For the amplify.yml file:

 1
 2
 3
 4
 5
 6
 7
 8
 9
10
11
12
13
14
15
16
17
18
19
20
21
22
version: 1
frontend:
  phases:
    preBuild:
      commands:
        - aws s3 cp s3://org.dltj.webmentions-cache webmentions-cache --recursive
        - rvm use $VERSION_RUBY_2_6
        - bundle install --path vendor/bundle
    build:
      commands:
        - rvm use $VERSION_RUBY_2_6
        - bundle exec jekyll build --trace
    postBuild:
      commands:
        - aws s3 cp webmentions-cache s3://org.dltj.webmentions-cache --recursive
  artifacts:
    baseDirectory: _site
    files:
      - '**/*'
  cache:
    paths:
      - 'vendor/**/*'

And the webmentions part of the Jekyll _config.yml file:

1
2
webmentions:
  cache_folder: webmentions-cache

Contents of the AWS CodeBuild Cache File

Can we do a quick sidebar on the AWS CodeBuild caching mechanism? Because I was not expecting what I saw. The CodeBuild cache S3 bucket contains one file with a UUID as its name.
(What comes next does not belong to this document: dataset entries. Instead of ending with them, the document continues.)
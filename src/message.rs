//! Framed ESL messages and typed reply views

use crate::constants::{
    CONTENT_TYPE_API_RESPONSE, CONTENT_TYPE_AUTH_REQUEST, CONTENT_TYPE_COMMAND_REPLY,
    CONTENT_TYPE_DISCONNECT_NOTICE, CONTENT_TYPE_TEXT_EVENT_PLAIN, HEADER_CONTENT_TYPE,
    HEADER_REPLY_TEXT,
};
use serde::{Deserialize, Serialize};

/// Insertion-ordered header map with unique, case-sensitive keys.
///
/// ESL messages carry few headers, so lookups are linear scans; what matters
/// is that iteration reproduces wire order exactly.
#[derive(Debug, Clone, Default, PartialEq, Eq, Serialize, Deserialize)]
pub struct Headers(Vec<(String, String)>);

impl Headers {
    /// Create an empty header map.
    pub fn new() -> Self {
        Self(Vec::new())
    }

    /// Look up a header value by name (case-sensitive).
    pub fn get(&self, name: impl AsRef<str>) -> Option<&str> {
        let name = name.as_ref();
        self.0
            .iter()
            .find(|(k, _)| k == name)
            .map(|(_, v)| v.as_str())
    }

    /// Whether a header with the given name exists.
    pub fn contains(&self, name: impl AsRef<str>) -> bool {
        self.get(name).is_some()
    }

    /// Set a header, replacing any existing value under the same name.
    pub fn insert(&mut self, name: impl Into<String>, value: impl Into<String>) {
        let name = name.into();
        let value = value.into();
        match self.0.iter_mut().find(|(k, _)| *k == name) {
            Some(slot) => slot.1 = value,
            None => self.0.push((name, value)),
        }
    }

    /// Iterate headers in wire order.
    pub fn iter(&self) -> impl Iterator<Item = (&str, &str)> {
        self.0.iter().map(|(k, v)| (k.as_str(), v.as_str()))
    }

    /// Number of headers.
    pub fn len(&self) -> usize {
        self.0.len()
    }

    /// Whether the map is empty.
    pub fn is_empty(&self) -> bool {
        self.0.is_empty()
    }
}

/// Classification of a framed message by its `Content-Type` header.
///
/// Unknown content types are carried through as
/// [`Unknown`](ContentType::Unknown) so new FreeSWITCH message kinds never
/// break the receive pipeline.
#[derive(Debug, Clone, PartialEq, Eq, Serialize, Deserialize)]
#[non_exhaustive]
pub enum ContentType {
    /// Authentication request from the server (`auth/request`).
    AuthRequest,
    /// Command reply (`command/reply`).
    CommandReply,
    /// API response (`api/response`).
    ApiResponse,
    /// Plain-text event (`text/event-plain`).
    EventPlain,
    /// Disconnect notice (`text/disconnect-notice`).
    DisconnectNotice,
    /// Any other content type, passed through untouched.
    Unknown(String),
}

impl ContentType {
    /// Classify a raw `Content-Type` header value.
    pub fn from_header(content_type: &str) -> Self {
        match content_type {
            CONTENT_TYPE_AUTH_REQUEST => ContentType::AuthRequest,
            CONTENT_TYPE_COMMAND_REPLY => ContentType::CommandReply,
            CONTENT_TYPE_API_RESPONSE => ContentType::ApiResponse,
            CONTENT_TYPE_TEXT_EVENT_PLAIN => ContentType::EventPlain,
            CONTENT_TYPE_DISCONNECT_NOTICE => ContentType::DisconnectNotice,
            other => ContentType::Unknown(other.to_string()),
        }
    }

    /// The wire-format content-type string.
    pub fn as_str(&self) -> &str {
        match self {
            ContentType::AuthRequest => CONTENT_TYPE_AUTH_REQUEST,
            ContentType::CommandReply => CONTENT_TYPE_COMMAND_REPLY,
            ContentType::ApiResponse => CONTENT_TYPE_API_RESPONSE,
            ContentType::EventPlain => CONTENT_TYPE_TEXT_EVENT_PLAIN,
            ContentType::DisconnectNotice => CONTENT_TYPE_DISCONNECT_NOTICE,
            ContentType::Unknown(other) => other,
        }
    }
}

/// A framed ESL message: ordered headers plus an optional
/// content-length-delimited body.
///
/// A body is present iff the message declared a non-zero `Content-Length`;
/// absent and empty-with-zero-length are distinct.
#[derive(Debug, Clone, PartialEq, Eq, Serialize, Deserialize)]
pub struct EslMessage {
    headers: Headers,
    body: Option<String>,
}

impl EslMessage {
    /// Assemble a message from parsed parts.
    pub(crate) fn new(headers: Headers, body: Option<String>) -> Self {
        Self { headers, body }
    }

    /// All headers in wire order.
    pub fn headers(&self) -> &Headers {
        &self.headers
    }

    /// Look up a header by name.
    pub fn header(&self, name: impl AsRef<str>) -> Option<&str> {
        self.headers.get(name)
    }

    /// The message body, if the message declared one.
    pub fn body(&self) -> Option<&str> {
        self.body.as_deref()
    }

    /// Classify the message by `Content-Type`. `None` when the header is
    /// missing entirely (the message is still delivered; classifiers skip it).
    pub fn content_type(&self) -> Option<ContentType> {
        self.headers
            .get(HEADER_CONTENT_TYPE)
            .map(ContentType::from_header)
    }
}

/// Typed view over a `command/reply` message.
///
/// Success iff `Reply-Text` starts with `+OK`.
#[derive(Debug, Clone, PartialEq, Eq)]
pub struct CommandReply {
    message: EslMessage,
}

impl CommandReply {
    /// Wrap a framed `command/reply` message.
    pub fn new(message: EslMessage) -> Self {
        Self { message }
    }

    /// `true` if `Reply-Text` starts with `+OK`.
    pub fn success(&self) -> bool {
        self.reply_text()
            .is_some_and(|t| t.starts_with("+OK"))
    }

    /// Raw `Reply-Text` header value.
    pub fn reply_text(&self) -> Option<&str> {
        self.message.header(HEADER_REPLY_TEXT)
    }

    /// Error text after the `-ERR ` prefix, if the reply is an error.
    pub fn error_message(&self) -> Option<&str> {
        self.reply_text()?.strip_prefix("-ERR ")
    }

    /// Look up a reply header by name. Outbound `connect` replies carry the
    /// full channel state here.
    pub fn header(&self, name: impl AsRef<str>) -> Option<&str> {
        self.message.header(name)
    }

    /// All reply headers.
    pub fn headers(&self) -> &Headers {
        self.message.headers()
    }

    /// The underlying framed message.
    pub fn into_message(self) -> EslMessage {
        self.message
    }
}

/// Typed view over an `api/response` message.
#[derive(Debug, Clone, PartialEq, Eq)]
pub struct ApiResponse {
    body: String,
}

impl ApiResponse {
    /// Wrap a framed `api/response` message, trimming trailing newlines from
    /// the body.
    pub fn new(message: EslMessage) -> Self {
        let body = message
            .body()
            .unwrap_or_default()
            .trim_end_matches('\n')
            .to_string();
        Self { body }
    }

    /// Whether the command succeeded.
    ///
    /// Defined as: body is non-empty AND (body starts with `-ERR no reply`
    /// OR the first character is not `-`). FreeSWITCH answers `-ERR no reply`
    /// for commands that legitimately return nothing, so that anomaly counts
    /// as success; the error text stays readable via
    /// [`error_message()`](Self::error_message) for diagnostics.
    pub fn success(&self) -> bool {
        !self.body.is_empty()
            && (self.body.starts_with("-ERR no reply") || !self.body.starts_with('-'))
    }

    /// The response body with trailing newlines removed.
    pub fn body(&self) -> &str {
        &self.body
    }

    /// Error text after the `-ERR ` prefix, if present.
    pub fn error_message(&self) -> Option<&str> {
        self.body.strip_prefix("-ERR ")
    }
}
That file is a tar-gzip'd archive of a flat directory containing sequentially numbered files (0 through 8099 in my case) and a codebuild.json table of contents:

 1
 2
 3
 4
 5
 6
 7
 8
 9
10
11
12
13
14
15
16
17
18
19
20
21
22
23
24
25
26
27
28
29
30
31
32
33
34
35
36
37
38
39
40
41
{
  "version": "1.0",
  "content": {
    "files": [
      {
        "path": "vendor/s3deploy.tar.gz",
        "rel": "src"
      },
      {
        "path": "vendor/s3deploy",
        "rel": "src"
      },
      {
        "path": "vendor/LICENSE",
        "rel": "src"
      },
      {
        "path": "vendor/README.md",
        "rel": "src"
      },
      {
        "path": "vendor/webmentions",
        "rel": "src"
      },
      {
        "path": "vendor/webmentions/received.yml",
        "rel": "src"
      },
      {
        "path": "vendor/webmentions/lookups.yml",
        "rel": "src"
      },
      {
        "path": "vendor/webmentions/bad_uris.yml",
        "rel": "src"
      },
      {
        "path": "vendor/webmentions/outgoing.yml",
        "rel": "src"
      },
    ...

Each item in the files array corresponded to the numbered filename in the directory. (In the case of the 4th item in the array—a directory—there was no corresponding file in the tar-gzip archive.) Fortunately, the four files I was looking for were near the top of the list and I didn't have to go hunting through all eight-thousand-some-odd files to find them. (The s3deploy program is one that I found to intelligently copy modified files from the CodeBuild working directory to the S3 static website bucket.)

I'm really wondering about the engineering requirements for all of this overhead. Why not just use a native tar-gzip archive without the process of parsing the table of contents and renaming the files?